Gardens

Meet Georgia’s Iris Evangelist

At the Coastal Georgia Botanical Gardens, one Savannah iris gardener cultivates a huge collection of rare and vanishing blooms

Photo: Courtesy of Colin Douglas Gray

From left: Stan Gray; Poet’s Love iris.

Soon after the New Jersey native Stan Gray relocated to Savannah, Georgia, in 2005, he decided to show Lowcountry gardeners something they had never seen before. His parents raised him among tall bearded irises at their Gray’s Iris Garden in Montvale, New Jersey, a prize-winning private hobby-turned-public-garden they opened each spring.

In 2007, the retired career military officer transplanted more than three hundred iris varieties to the Coastal Georgia Botanical Gardens in Savannah—a fitting locale for experiments. (The garden is known for botanical trailblazers including the turn-of-the-century plant explorer David Fairchild, says business manager Anne Clayton.)

photo: Courtesy of Stan Gray
Kiss of Caramel iris.

That first year, Gray seemed to have conquered the coastal climate where humidity and warm winters had long plagued iris enthusiasts. The blooms, planted in rainbow arches by color, performed beautifully.

But by August, the majority of the collection had rotted. Gray rebuilt the garden and tinkered for years afterward, but he never found the results he was looking for. “I’d been doing this all my life, just like my parents had been doing it all their lives, so I thought it would be pretty easy,” Gray says, laughing. “It was certainly a learning experience for me.”

Then Gray discovered the Louisiana iris, a group of five species that are native to the Mississippi River Delta region. Iris giganticaerulea, or giant blue, dot coastal marshes for miles each spring, and some Louisianas even bloom in elusive red. After a few phone calls in 2014, hundreds of rhizomes arrived in the back of a Jeep some eight hundred miles from where they grew in Mooringsport, Louisiana. Soon, Gray was one of a handful of national stewards charged with saving a flower that had nearly disappeared in the wild.

photo: Courtesy of Colin Douglas Gray
Acadian Sky iris.

Charles Perilloux, who spearheads the Louisiana Iris Species Preservation Project to reintroduce the irises throughout the South, knows about the habitat loss firsthand: On his property in Baton Rouge, Iris fulva couldn’t survive severe flooding caused by development in the floodplain where they once flourished. Whereas Perilloux and the other stewards keep their Louisiana irises in pots, Gray’s collection grows in the ground, a boon for public education at the Coastal Georgia Botanical Gardens.

In Savannah each spring, from the vantage point of a three-story observation tower overlooking a bamboo labyrinth, Gray’s library comes into view. In a wagon wheel shape at the center of what was once a tea garden, the five types of Louisiana irises on the verge of extinction occupy center stage. Irises grow in undulating river beds that were formerly drainage ditches and become a riot of color to rival Monet, complete with footbridges. Spuria alight on berms that ring the garden.

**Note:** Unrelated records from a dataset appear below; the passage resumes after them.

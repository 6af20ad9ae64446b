//! Error types for transaction planning and signing

use serde::{Deserialize, Serialize};
use thiserror::Error;

#[derive(Error, Debug, Clone, PartialEq, Eq)]
pub enum SigningError {
    #[error("Missing input UTXOs")]
    MissingInputUtxos,

    #[error("Insufficient funds: {0}")]
    InsufficientFunds(String),

    #[error("Missing private key: {0}")]
    MissingPrivateKey(String),

    #[error("Invalid redeem script: {0}")]
    InvalidRedeemScript(String),

    #[error("Invalid output script: {0}")]
    InvalidOutputScript(String),

    #[error("Invalid address: {0}")]
    InvalidAddress(String),

    #[error("Invalid amount: {0}")]
    InvalidAmount(String),

    #[error("Signing failed: {0}")]
    Signing(String),

    #[error("Serialization error: {0}")]
    Serialization(String),

    #[error("Invalid chain configuration: {0}")]
    InvalidConfig(String),
}

/// Wire-level error code carried by plans and signing outputs.
#[derive(Debug, Clone, Copy, PartialEq, Eq, Hash, Default, Serialize, Deserialize)]
pub enum ErrorCode {
    #[default]
    Ok,
    MissingInputUtxos,
    InsufficientFunds,
    MissingPrivateKey,
    InvalidRedeemScript,
    InvalidOutputScript,
    InvalidAddress,
    InvalidAmount,
    Signing,
    Serialization,
    InvalidConfig,
}

impl SigningError {
    pub fn code(&self) -> ErrorCode {
        match self {
            SigningError::MissingInputUtxos => ErrorCode::MissingInputUtxos,
            SigningError::InsufficientFunds(_) => ErrorCode::InsufficientFunds,
            SigningError::MissingPrivateKey(_) => ErrorCode::MissingPrivateKey,
            SigningError::InvalidRedeemScript(_) => ErrorCode::InvalidRedeemScript,
            SigningError::InvalidOutputScript(_) => ErrorCode::InvalidOutputScript,
            SigningError::InvalidAddress(_) => ErrorCode::InvalidAddress,
            SigningError::InvalidAmount(_) => ErrorCode::InvalidAmount,
            SigningError::Signing(_) => ErrorCode::Signing,
            SigningError::Serialization(_) => ErrorCode::Serialization,
            SigningError::InvalidConfig(_) => ErrorCode::InvalidConfig,
        }
    }
}

impl ErrorCode {
    pub fn is_ok(self) -> bool {
        self == ErrorCode::Ok
    }

    /// Rebuild an error from a stored code. `Ok` has no error counterpart.
    pub fn into_error(self) -> Option<SigningError> {
        let err = match self {
            ErrorCode::Ok => return None,
            ErrorCode::MissingInputUtxos => SigningError::MissingInputUtxos,
            ErrorCode::InsufficientFunds => {
                SigningError::InsufficientFunds("plan carries insufficient funds".to_string())
            }
            ErrorCode::MissingPrivateKey => {
                SigningError::MissingPrivateKey("plan carries missing private key".to_string())
            }
            ErrorCode::InvalidRedeemScript => {
                SigningError::InvalidRedeemScript("plan carries invalid redeem script".to_string())
            }
            ErrorCode::InvalidOutputScript => {
                SigningError::InvalidOutputScript("plan carries invalid output script".to_string())
            }
            ErrorCode::InvalidAddress => {
                SigningError::InvalidAddress("plan carries invalid address".to_string())
            }
            ErrorCode::InvalidAmount => {
                SigningError::InvalidAmount("plan carries invalid amount".to_string())
            }
            ErrorCode::Signing => SigningError::Signing("plan carries signing failure".to_string()),
            ErrorCode::Serialization => {
                SigningError::Serialization("plan carries serialization failure".to_string())
            }
            ErrorCode::InvalidConfig => {
                SigningError::InvalidConfig("plan carries invalid configuration".to_string())
            }
        };
        Some(err)
    }
}

pub type Result<T> = std::result::Result<T, SigningError>;

#[cfg(test)]
mod tests {
    use super::*;

    #[test]
    fn test_code_round_trip() {
        let err = SigningError::InvalidAddress("bogus".to_string());
        let code = err.code();
        assert_eq!(code, ErrorCode::InvalidAddress);
        assert_eq!(code.into_error().map(|e| e.code()), Some(ErrorCode::InvalidAddress));

        let err = SigningError::InvalidAmount("byte fee -10".to_string());
        assert_eq!(err.code().into_error().map(|e| e.code()), Some(ErrorCode::InvalidAmount));
        assert_eq!(err.to_string(), "Invalid amount: byte fee -10");
    }

    #[test]
    fn test_ok_has_no_error() {
        assert!(ErrorCode::Ok.is_ok());
        assert!(ErrorCode::Ok.into_error().is_none());
        assert_eq!(ErrorCode::default(), ErrorCode::Ok);
    }

    #[test]
    fn test_error_display() {
        let err = SigningError::MissingPrivateKey("b7cd046b".to_string());
        assert_eq!(err.to_string(), "Missing private key: b7cd046b");
    }
}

photo: Courtesy of Howard Hackney
“Monet River” of unnamed Louisiana iris varieties.

“It’s remarkable because some of these species have distinct native habitats,” Perilloux says. “Iris spuria is a native of Eurasia and into North Africa, places that are dry. The Louisianas are accustomed to a lot of rainfall. And Stan’s got ‘em right next to each other. It’s just wonderful to me what he’s done.”

Fifteen years after he first began, Gray has one of the country’s largest and most diverse iris collections, and a spring bloom that crests in waves. During the season from mid-April to May, he practices the Southern hospitality of his adopted home, sharing his knowledge with thousands of visitors just like his parents did.

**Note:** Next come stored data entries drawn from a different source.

impl<'a> TransactionSigner<'a> {
    pub fn new(
        input: &'a SigningInput,
        plan: &'a TransactionPlan,
        params: &'a ChainParams,
        mode: SigningMode,
    ) -> Result<Self> {
        let keys = KeyStore::new(&input.private_keys)?;
        let hash_type = match params.fork_id {
            Some(_) => SigHashType(input.hash_type | SIGHASH_FORK),
            None => SigHashType(input.hash_type),
        };
        Ok(Self {
            input,
            plan,
            params,
            keys,
            mode,
            hash_type,
        })
    }

    /// The plan a request is signed against: the pinned one, or a fresh one.
    /// A pinned plan that carries an error yields that error.
    pub fn resolve_plan<'i>(
        input: &'i SigningInput,
        params: &ChainParams,
    ) -> Result<Cow<'i, TransactionPlan>> {
        match &input.plan {
            PlanState::Pending => Ok(Cow::Owned(TransactionBuilder::try_plan(input, params)?)),
            PlanState::Resolved(plan) => match plan.error.into_error() {
                Some(err) => Err(err),
                None => Ok(Cow::Borrowed(plan)),
            },
        }
    }

    /// Plan (unless pinned), sign every input and return the signed transaction.
    pub fn sign(input: &SigningInput, params: &ChainParams) -> Result<Transaction> {
        let plan = Self::resolve_plan(input, params)?;
        let tx = TransactionSigner::new(input, &plan, params, SigningMode::Sign)?.build()?;
        let size = encoded_size(&tx);
        info!(
            txid = %txid(&tx),
            inputs = tx.inputs.len(),
            outputs = tx.outputs.len(),
            vsize = size.virtual_bytes,
            "signed transaction"
        );
        Ok(tx)
    }

    /// Build `plan` with placeholder signatures. Keys are used only for their public forms.
    pub fn estimate(input: &SigningInput, plan: &TransactionPlan, params: &ChainParams) -> Result<Transaction> {
        TransactionSigner::new(input, plan, params, SigningMode::Estimate)?.build()
    }

    fn build(&self) -> Result<Transaction> {
        if self.plan.utxos.is_empty() {
            return Err(SigningError::MissingInputUtxos);
        }
        let paths = self
            .plan
            .utxos
            .iter()
            .map(|utxo| resolve_spend_path(utxo, &self.input.scripts))
            .collect::<Result<Vec<_>>>()?;
        let outputs = build_outputs(self.input, self.plan, self.params)?;

        let mut tx = Transaction {
            version: self.input.version.unwrap_or(self.params.default_version),
            inputs: self
                .plan
                .utxos
                .iter()
                .map(|utxo| TransactionInput {
                    prevout: utxo.out_point,
                    script_sig: Vec::new(),
                    sequence: utxo.out_point.sequence,
                    witness: Vec::new(),
                })
                .collect(),
            outputs,
            lock_time: self.input.lock_time,
        };
        let spent_outputs: Vec<TransactionOutput> = self
            .plan
            .utxos
            .iter()
            .map(|utxo| TransactionOutput {
                value: utxo.amount,
                script_pubkey: utxo.script.clone(),
            })
            .collect();

        let unlocks = {
            let cache = SighashCache::new(&tx, &spent_outputs)?;
            self.plan
                .utxos
                .iter()
                .zip(&paths)
                .enumerate()
                .map(|(index, (utxo, path))| self.unlock_input(&cache, index, utxo, path))
                .collect::<Result<Vec<_>>>()?
        };
        for (txin, unlock) in tx.inputs.iter_mut().zip(unlocks) {
            txin.script_sig = unlock.script_sig;
            txin.witness = unlock.witness;
        }
        Ok(tx)
    }

    fn unlock_input(
        &self,
        cache: &SighashCache,
        index: usize,
        utxo: &Utxo,
        path: &SpendPath,
    ) -> Result<Unlock> {
        trace!(index, ?path, mode = ?self.mode, "unlocking input");
        match path {
            SpendPath::Legacy(class) => {
                let ctx = SigContext {
                    index,
                    amount: utxo.amount,
                    script_code: &utxo.script,
                    version: SigVersion::Base,
                };
                let stack = self.script_stack(cache, ctx, class)?;
                Ok(Unlock {
                    script_sig: push_all(&stack),
                    witness: Vec::new(),
                })
            }
            SpendPath::ScriptHash {
                redeem_script,
                class,
            } => {
                let ctx = SigContext {
                    index,
                    amount: utxo.amount,
                    script_code: redeem_script,
                    version: SigVersion::Base,
                };
                let mut script_sig = push_all(&self.script_stack(cache, ctx, class)?);
                script_sig.extend_from_slice(&push_data(redeem_script));
                Ok(Unlock {
                    script_sig,
                    witness: Vec::new(),
                })
            }
            SpendPath::WitnessKeyHash {
                hash,
                redeem_script,
            } => {
                let script_code = build_pay_to_public_key_hash(hash);
                let ctx = SigContext {
                    index,
                    amount: utxo.amount,
                    script_code: &script_code,
                    version: SigVersion::WitnessV0,
                };
                Ok(Unlock {
                    script_sig: redeem_script.as_deref().map(push_data).unwrap_or_default(),
                    witness: self.key_hash_stack(cache, ctx, hash)?,
                })
            }
            SpendPath::WitnessScriptHash {
                witness_script,
                class,
                redeem_script,
            } => {
                let ctx = SigContext {
                    index,
                    amount: utxo.amount,
                    script_code: witness_script,
                    version: SigVersion::WitnessV0,
                };
                let mut witness = self.script_stack(cache, ctx, class)?;
                witness.push(witness_script.clone());
                Ok(Unlock {
                    script_sig: redeem_script.as_deref().map(push_data).unwrap_or_default(),
                    witness,
                })
            }
            SpendPath::TaprootKey(output_key) => self.taproot_key_spend(cache, index, output_key),
            SpendPath::TaprootScript(tree) => self.taproot_script_spend(cache, index, tree),
        }
    }

    /// Signature stack satisfying a P2PK, P2PKH or multisig script.
    fn script_stack(
        &self,
        cache: &SighashCache,
        ctx: SigContext,
        class: &ScriptClass,
    ) -> Result<Vec<ByteString>> {
        match class {
            ScriptClass::PayToPublicKey(pubkey) => {
                let key = self.keys.find_by_pubkey(pubkey);
                self.check_key(key.is_some(), || format!("public key {}", hex::encode(pubkey)))?;
                Ok(vec![self.ecdsa_signature(cache, ctx, key)?])
            }
            ScriptClass::PayToPublicKeyHash(hash) => self.key_hash_stack(cache, ctx, hash),
            ScriptClass::Multisig { required, keys } => self.multisig_stack(cache, ctx, *required, keys),
            other => Err(SigningError::InvalidRedeemScript(format!(
                "cannot sign for {:?}",
                other
            ))),
        }
    }

    /// [signature, public key] for a pubkey-hash commitment
    fn key_hash_stack(
        &self,
        cache: &SighashCache,
        ctx: SigContext,
        hash: &[u8; 20],
    ) -> Result<Vec<ByteString>> {
        let found = self.keys.find_by_pubkey_hash(hash);
        self.check_key(found.is_some(), || format!("pubkey hash {}", hex::encode(hash)))?;
        let (key, pubkey) = match found {
            Some((key, pubkey)) => (Some(key), pubkey),
            None => (None, vec![0u8; COMPRESSED_PUBKEY_LEN]),
        };
        Ok(vec![self.ecdsa_signature(cache, ctx, key)?, pubkey])
    }

    /// OP_0 dummy, then `required` signatures in the order their keys appear in the script.
    fn multisig_stack(
        &self,
        cache: &SighashCache,
        ctx: SigContext,
        required: usize,
        pubkeys: &[ByteString],
    ) -> Result<Vec<ByteString>> {
        let mut stack = vec![Vec::new()];
        for key in pubkeys.iter().filter_map(|pubkey| self.keys.find_by_pubkey(pubkey)) {
            if stack.len() > required {
                break;
            }
            stack.push(self.ecdsa_signature(cache, ctx, Some(key))?);
        }
        let signed = stack.len() - 1;
        if signed < required {
            self.check_key(false, || format!("{} of {} multisig keys", signed, required))?;
            stack.extend((signed..required).map(|_| vec![0u8; ESTIMATED_ECDSA_SIGNATURE_LEN]));
        }
        Ok(stack)
    }

    fn check_key(&self, found: bool, describe: impl FnOnce() -> String) -> Result<()> {
        if found || self.mode == SigningMode::Estimate {
            Ok(())
        } else {
            Err(SigningError::MissingPrivateKey(describe()))
        }
    }

    /// DER signature with the hash type byte appended
    fn ecdsa_signature(
        &self,
        cache: &SighashCache,
        ctx: SigContext,
        key: Option<&SigningKey>,
    ) -> Result<ByteString> {
        if self.mode == SigningMode::Estimate {
            return Ok(vec![0u8; ESTIMATED_ECDSA_SIGNATURE_LEN]);
        }
        let key = key.ok_or_else(|| SigningError::MissingPrivateKey(format!("input {}", ctx.index)))?;
        let digest = match (self.params.fork_id, ctx.version) {
            (Some(fork_id), _) => cache.segwit_v0_signature_hash(
                ctx.index,
                ctx.script_code,
                ctx.amount,
                self.hash_type,
                Some(fork_id),
            )?,
            (None, SigVersion::WitnessV0) => cache.segwit_v0_signature_hash(
                ctx.index,
                ctx.script_code,
                ctx.amount,
                self.hash_type,
                None,
            )?,
            (None, SigVersion::Base) => {
                cache.legacy_signature_hash(ctx.index, ctx.script_code, self.hash_type)?
            }
        };
        let mut sig = self.keys.sign_ecdsa(key, &digest);
        sig.push(self.hash_type.as_byte());
        Ok(sig)
    }

    /// ALL is signed as DEFAULT so taproot signatures stay 64 bytes.
    fn taproot_hash_type(&self) -> SigHashType {
        match self.input.hash_type {
            SIGHASH_DEFAULT | SIGHASH_ALL => SigHashType(SIGHASH_DEFAULT),
            other => SigHashType(other),
        }
    }

    fn schnorr_signature(
        &self,
        cache: &SighashCache,
        index: usize,
        keypair: Option<&Keypair>,
        leaf_hash: Option<&Hash>,
    ) -> Result<ByteString> {
        let hash_type = self.taproot_hash_type();
        let mut sig = match (self.mode, keypair) {
            (SigningMode::Sign, Some(keypair)) => {
                let digest = cache.taproot_signature_hash(index, hash_type, leaf_hash)?;
                self.keys.sign_schnorr(keypair, &digest)
            }
            (SigningMode::Sign, None) => {
                return Err(SigningError::MissingPrivateKey(format!("input {}", index)))
            }
            (SigningMode::Estimate, _) => vec![0u8; SCHNORR_SIGNATURE_LEN],
        };
        if hash_type.0 != SIGHASH_DEFAULT {
            sig.push(hash_type.as_byte());
        }
        Ok(sig)
    }

    fn taproot_key_spend(&self, cache: &SighashCache, index: usize, output_key: &[u8; 32]) -> Result<Unlock> {
        let secp = self.keys.context();
        let mut keypair = None;
        for key in self.keys.keys() {
            let (tweaked, _) = tweak_public_key(secp, &key.x_only(), None)?;
            if &tweaked.serialize() == output_key {
                keypair = Some(tweak_keypair(secp, &self.keys.keypair(key), None)?);
                break;
            }
        }
        self.check_key(keypair.is_some(), || format!("taproot output key {}", hex::encode(output_key)))?;
        Ok(Unlock {
            script_sig: Vec::new(),
            witness: vec![self.schnorr_signature(cache, index, keypair.as_ref(), None)?],
        })
    }

    /// [signature, leaf script, control block], signed by the untweaked leaf key
    fn taproot_script_spend(&self, cache: &SighashCache, index: usize, tree: &SingleLeafTree) -> Result<Unlock> {
        let internal_key = tree.internal_key.serialize();
        let key = self.keys.find_by_x_only(&internal_key);
        self.check_key(key.is_some(), || format!("inscription key {}", hex::encode(internal_key)))?;
        let keypair = key.map(|key| self.keys.keypair(key));
        let leaf_hash = tree.leaf_hash();
        let sig = self.schnorr_signature(cache, index, keypair.as_ref(), Some(&leaf_hash))?;
        Ok(Unlock {
            script_sig: Vec::new(),
            witness: vec![sig, tree.leaf_script.clone(), tree.control_block()],
        })
    }
}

photo: Courtesy of Colin Douglas Gray
Hard to Resist iris.

Some years have been total duds, of course. In 2012, there was nothing. In 2020, the CGBG was on lockdown and Gray was the only person who got to see the irises on a special dispensation for rare plants. The 2022 showing remains to be seen, owing to an early March freeze after temperatures in the eighties.

But for avid gardeners, there’s something to the adage that hope springs eternal, Gray says.

On a path through the bamboo maze, his trial beds for tall bearded irises appear. Someday, he’s going to reveal the most resilient varieties, like Braggin’ Rights, which has survived fifteen years of Lowcountry weather—determined, season after season, to persevere.